DICK BECOMES CELEBRATED
Dick managed to live through the week at his uncle's place, but it was hard work. He was corrected from morning until night. Almost everything he did while in the house, if it was only to pick up a book in the hope of finding something to read, met with a reproof from Aunt Samantha.
"Don't do that," she would say. "You'll make the dust fly about if you disturb the books, and I can't abide dust."
If he wandered about the grounds his uncle would covertly watch him.
"Don't pick up stones to throw," Mr. Larabee would caution the lad. "You might break a window, or take the bark off my favorite apple trees. I never saw such a boy! Why can't you sit still and think?

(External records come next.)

use axum::{
    body::Bytes,
    extract::{Path, Query, State},
    http::HeaderMap,
    Json,
};
use rand::seq::SliceRandom;
use serde::{Deserialize, Serialize};
use std::sync::Arc;
use tracing::info;
use utoipa::ToSchema;

use crate::bestsellers;
use crate::config::{ScrapeMode, SiteSettings};
use crate::db::UserStore;
use crate::error::{ApiError, ErrorResponse};
use crate::models::{ItemDetails, Product, StatsDelta, UserStats};
use crate::search::SearchService;
use crate::webhook::{self, WebhookVerifier};

#[derive(Clone)]
pub struct AppState {
    pub users: Arc<dyn UserStore>,
    pub verifier: WebhookVerifier,
    pub static_search: SearchService,
    pub browser_search: SearchService,
    pub default_mode: ScrapeMode,
    pub site: SiteSettings,
}

impl AppState {
    fn search_service(&self, browser: Option<bool>) -> &SearchService {
        let mode = match browser {
            Some(true) => ScrapeMode::Browser,
            Some(false) => ScrapeMode::Static,
            None => self.default_mode,
        };
        match mode {
            ScrapeMode::Static => &self.static_search,
            ScrapeMode::Browser => &self.browser_search,
        }
    }
}

#[derive(Deserialize)]
pub struct ScrapeQuery {
    pub item: Option<String>,
    pub browser: Option<bool>,
}

#[derive(Deserialize)]
pub struct ModeQuery {
    pub browser: Option<bool>,
}

#[derive(Deserialize)]
pub struct ItemQuery {
    pub link: Option<String>,
}

#[derive(Serialize, ToSchema)]
pub struct ProductResponse {
    pub success: bool,
    pub data: Product,
}

#[derive(Serialize, ToSchema)]
pub struct LinksResponse {
    pub success: bool,
    pub data: Vec<String>,
}

#[derive(Serialize, ToSchema)]
pub struct ItemResponse {
    pub success: bool,
    /// `[title, price, imageUrl]`
    #[schema(value_type = Vec<String>)]
    pub data: ItemDetails,
}

#[derive(Serialize, ToSchema)]
pub struct UserStatsResponse {
    pub success: bool,
    pub data: UserStats,
}

#[derive(Serialize, ToSchema)]
pub struct WebhookResponse {
    pub success: bool,
    pub message: String,
}

/// An empty body means no increments at all.
fn parse_delta(body: &[u8]) -> Result<StatsDelta, ApiError> {
    if body.iter().all(u8::is_ascii_whitespace) {
        return Ok(StatsDelta::default());
    }
    serde_json::from_slice(body).map_err(|e| ApiError::Validation(format!("invalid request body: {}", e)))
}

fn required(value: Option<String>, message: &str) -> Result<String, ApiError> {
    value
        .map(|v| v.trim().to_string())
        .filter(|v| !v.is_empty())
        .ok_or_else(|| ApiError::Validation(message.to_string()))
}

async fn random_match(state: &AppState, term: &str, browser: Option<bool>) -> Result<Json<ProductResponse>, ApiError> {
    let products = state.search_service(browser).search(term).await?;
    let product = products
        .choose(&mut rand::thread_rng())
        .cloned()
        .ok_or_else(|| ApiError::NotFound(format!("No products found for '{}'", term)))?;

    Ok(Json(ProductResponse {
        success: true,
        data: product,
    }))
}

#[utoipa::path(
    get,
    path = "/api/scrape",
    params(
        ("item" = String, Query, description = "Search term"),
        ("browser" = Option<bool>, Query, description = "Use the headless browser instead of a plain GET")
    ),
    responses(
        (status = 200, description = "One random matching product", body = ProductResponse),
        (status = 400, description = "Missing search term", body = ErrorResponse),
        (status = 404, description = "No products found", body = ErrorResponse)
    ),
    tag = "scrape"
)]
pub async fn scrape_by_query(
    State(state): State<Arc<AppState>>,
    Query(params): Query<ScrapeQuery>,
) -> Result<Json<ProductResponse>, ApiError> {
    let term = required(params.item, "Search item is required")?;
    random_match(&state, &term, params.browser).await
}

#[utoipa::path(
    get,
    path = "/api/scrape/{searchItem}",
    params(
        ("searchItem" = String, Path, description = "Search term"),
        ("browser" = Option<bool>, Query, description = "Use the headless browser instead of a plain GET")
    ),
    responses(
        (status = 200, description = "One random matching product", body = ProductResponse),
        (status = 404, description = "No products found", body = ErrorResponse)
    ),
    tag = "scrape"
)]
pub async fn scrape_by_path(
    State(state): State<Arc<AppState>>,
    Path(search_item): Path<String>,
    Query(params): Query<ModeQuery>,
) -> Result<Json<ProductResponse>, ApiError> {
    let term = required(Some(search_item), "Search item is required")?;
    random_match(&state, &term, params.browser).await
}

#[utoipa::path(
    get,
    path = "/api/scrapeBestSellers",
    responses(
        (status = 200, description = "Distinct item links from the bestsellers page", body = LinksResponse),
        (status = 500, description = "Listing page could not be read", body = ErrorResponse)
    ),
    tag = "scrape"
)]
pub async fn scrape_best_sellers(State(state): State<Arc<AppState>>) -> Result<Json<LinksResponse>, ApiError> {
    let links = bestsellers::scrape_bestsellers(&state.site).await?;
    Ok(Json(LinksResponse {
        success: true,
        data: links,
    }))
}

#[utoipa::path(
    get,
    path = "/api/scrapeItem",
    params(("link" = String, Query, description = "Item page URL")),
    responses(
        (status = 200, description = "Title, price and image of the item", body = ItemResponse),
        (status = 400, description = "Missing link", body = ErrorResponse)
    ),
    tag = "scrape"
)]
pub async fn scrape_item(
    State(state): State<Arc<AppState>>,
    Query(params): Query<ItemQuery>,
) -> Result<Json<ItemResponse>, ApiError> {
    let link = required(params.link, "Item link is required")?;
    let details = bestsellers::scrape_item(&state.site, &link).await?;
    Ok(Json(ItemResponse {
        success: true,
        data: details,
    }))
}

#[utoipa::path(
    post,
    path = "/api/webhooks",
    request_body(content = String, description = "Signed provider event", content_type = "application/json"),
    responses(
        (status = 200, description = "Event handled or ignored", body = WebhookResponse),
        (status = 400, description = "Signature verification failed", body = ErrorResponse)
    ),
    tag = "users"
)]
pub async fn receive_webhook(
    State(state): State<Arc<AppState>>,
    headers: HeaderMap,
    body: Bytes,
) -> Result<Json<WebhookResponse>, ApiError> {
    let outcome = webhook::handle_delivery(&state.verifier, state.users.as_ref(), &headers, &body).await?;
    info!(outcome = ?outcome, "webhook processed");
    Ok(Json(WebhookResponse {
        success: true,
        message: "Webhook received".to_string(),
    }))
}

#[utoipa::path(
    get,
    path = "/api/user/{externalId}",
    params(("externalId" = String, Path, description = "Identity issued by the auth provider")),
    responses(
        (status = 200, description = "User counters", body = UserStatsResponse),
        (status = 404, description = "User not found", body = ErrorResponse)
    ),
    tag = "users"
)]
pub async fn get_user(
    State(state): State<Arc<AppState>>,
    Path(external_id): Path<String>,
) -> Result<Json<UserStatsResponse>, ApiError> {
    let user = state
        .users
        .find(&external_id)
        .await?
        .ok_or_else(|| ApiError::NotFound("User not found".to_string()))?;

    Ok(Json(UserStatsResponse {
        success: true,
        data: user.stats(),
    }))
}

#[utoipa::path(
    post,
    path = "/api/updateGameStats/{externalId}",
    params(("externalId" = String, Path, description = "Identity issued by the auth provider")),
    request_body = StatsDelta,
    responses(
        (status = 200, description = "Updated counters", body = UserStatsResponse),
        (status = 400, description = "Negative or overflowing increment", body = ErrorResponse),
        (status = 404, description = "User not found", body = ErrorResponse)
    ),
    tag = "users"
)]
pub async fn update_game_stats(
    State(state): State<Arc<AppState>>,
    Path(external_id): Path<String>,
    body: Bytes,
) -> Result<Json<UserStatsResponse>, ApiError> {
    let delta = parse_delta(&body)?;
    if let Some(field) = delta.first_negative() {
        return Err(ApiError::Validation(format!("{} must not be negative", field)));
    }

    let user = state
        .users
        .increment(&external_id, delta)
        .await?
        .ok_or_else(|| ApiError::NotFound("User not found".to_string()))?;

    info!(external_id = %external_id, "updated game stats");
    Ok(Json(UserStatsResponse {
        success: true,
        data: user.stats(),
    }))
}

pub async fn health() -> Json<serde_json::Value> {
    Json(serde_json::json!({ "status": "ok" }))
}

I'm sure you've got enough responsibilities hanging over you, with all that money your mother so foolishly——"
But he had the sense to stop there, for the angry flash in Dick's brown eyes warned him this was a subject he had better not mention to his nephew.
There was never a more happy boy than Dick when the week of probation was up and he could start for home.
"You are going back to that wasteful life of idleness," said his aunt, as she condescended to shake hands with him, and give him her little bird-like kiss. "I hope your visit here has done you good. You may make us a longer one—some day."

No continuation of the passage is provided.